優しくないっ、優しさを感じない!



突如教室内に響き渡った、別の声。それにあたしは慌てて振り返る。

それは…その声は、進藤、ではない。


「助けに行きたぞ。ヒロの事」


「それとも進藤の方が良かったか?」なんて笑いながら近寄ってくるのは…コースケ。この教室になんているはずもない、あり得ない彼のまさかの登場だった。


「えっ、な、なんで?だって部活…」

「な。ヤバイよな。でも今日の見たらほっとけなくて…あんなヒロ初めて見たからさ」

「……」


そう言って、驚きの余りあたしが言葉を失ってる間に、コースケが座ったのはレナちゃんの席。いつもは…進藤が座る席。


「放課後はここにいる事が多いって霧野さんが教えてくれたから。そしたら本当に居たな」

「……そう、だけど…」


何も変わらずいつもの通りに明るく、コースケはここに来た理由を話してくれる。でも…それって…

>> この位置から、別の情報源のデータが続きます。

//! Human-readable insight records derived from the fitted summaries.

use serde::{Deserialize, Serialize};

use crate::summary::{BaselineSummary, EdgeDirection, InfluenceEdge};

/// Edges with half their influence mass inside this lag read as
/// co-occurrence rather than delayed influence.
const CO_OCCURRENCE_MS: f64 = 15.0 * 60_000.0;

/// Minimum hour-of-day amplitude before a rhythm is worth reporting.
const RHYTHM_MIN_AMP: f64 = 0.3;

/// Kind of derived insight.
#[derive(Debug, Clone, Copy, PartialEq, Eq, Serialize, Deserialize)]
#[serde(rename_all = "kebab-case")]
pub enum InsightKind {
    Influence,
    Rhythm,
    CoOccurrence,
}

impl std::fmt::Display for InsightKind {
    fn fmt(&self, f: &mut std::fmt::Formatter<'_>) -> std::fmt::Result {
        match self {
            InsightKind::Influence => write!(f, "influence"),
            InsightKind::Rhythm => write!(f, "rhythm"),
            InsightKind::CoOccurrence => write!(f, "co-occurrence"),
        }
    }
}

/// One derived, display-ready insight.
#[derive(Debug, Clone, PartialEq, Serialize, Deserialize)]
#[serde(rename_all = "camelCase")]
pub struct Insight {
    pub kind: InsightKind,
    pub text: String,
    /// Ranking score in `[0, 1)`; higher sorts first.
    pub score: f64,
}

/// Derive up to `max_insights` ranked insights from edges and baselines.
pub fn derive_insights(
    edges: &[InfluenceEdge],
    baselines: &[BaselineSummary],
    max_insights: usize,
) -> Vec<Insight> {
    let mut out = Vec::new();

    for edge in edges {
        if edge.mass_time_ms < CO_OCCURRENCE_MS {
            out.push(Insight {
                kind: InsightKind::CoOccurrence,
                text: format!(
                    "\"{}\" and \"{}\" tend to occur together within 15 minutes",
                    edge.source, edge.target
                ),
                score: edge.strength,
            });
        } else if edge.direction == EdgeDirection::Neutral {
            continue;
        } else {
            let verb = match edge.direction {
                EdgeDirection::Excite => "makes",
                EdgeDirection::Inhibit => "suppresses",
                EdgeDirection::Neutral => unreachable!(),
            };
            let lag = describe_lag_ms(edge.mass_time_ms);
            let text = match edge.direction {
                EdgeDirection::Excite => format!(
                    "\"{}\" {} \"{}\" more likely over the next {} (x{:.1} at peak)",
                    edge.source, verb, edge.target, lag, edge.hr_at_peak
                ),
                _ => format!(
                    "\"{}\" {} \"{}\" for about {} (x{:.2} at peak)",
                    edge.source, verb, edge.target, lag, edge.hr_at_peak
                ),
            };
            out.push(Insight {
                kind: InsightKind::Influence,
                text,
                score: edge.strength,
            });
        }
    }

    for baseline in baselines {
        if baseline.hour_amp < RHYTHM_MIN_AMP {
            continue;
        }
        out.push(Insight {
            kind: InsightKind::Rhythm,
            text: format!(
                "\"{}\" peaks around {:02}:00 UTC",
                baseline.type_name,
                baseline.hour_peak.round() as i64 % 24
            ),
            score: baseline.hour_amp / (1.0 + baseline.hour_amp),
        });
    }

    out.sort_by(|a, b| b.score.total_cmp(&a.score).then_with(|| a.text.cmp(&b.text)));
    out.truncate(max_insights);
    out
}

/// Rough humanized lag: minutes below 2h, hours below 2 days, days beyond.
fn describe_lag_ms(lag_ms: f64) -> String {
    let minutes = lag_ms / 60_000.0;
    if minutes < 120.0 {
        format!("{} minutes", minutes.round().max(1.0) as i64)
    } else if minutes < 48.0 * 60.0 {
        format!("{} hours", (minutes / 60.0).round() as i64)
    } else {
        format!("{} days", (minutes / 1440.0).round() as i64)
    }
}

「…じゃあ、あたしがなんでいつもここに居るのか…もう知ってるの?」


思い切って、あたしはそこを尋ねてみた。だってあたしがここに居るのはコースケの事が見たいからだ。なんでここに居るのかレナちゃんから聞いてたとしたら…もし知ってたら…なんて、そんな思いに駆られたら口に出さずにはいられなかった。


「…いや、本当の所は知らないけど…」


するとコースケは、こんな事を口にする。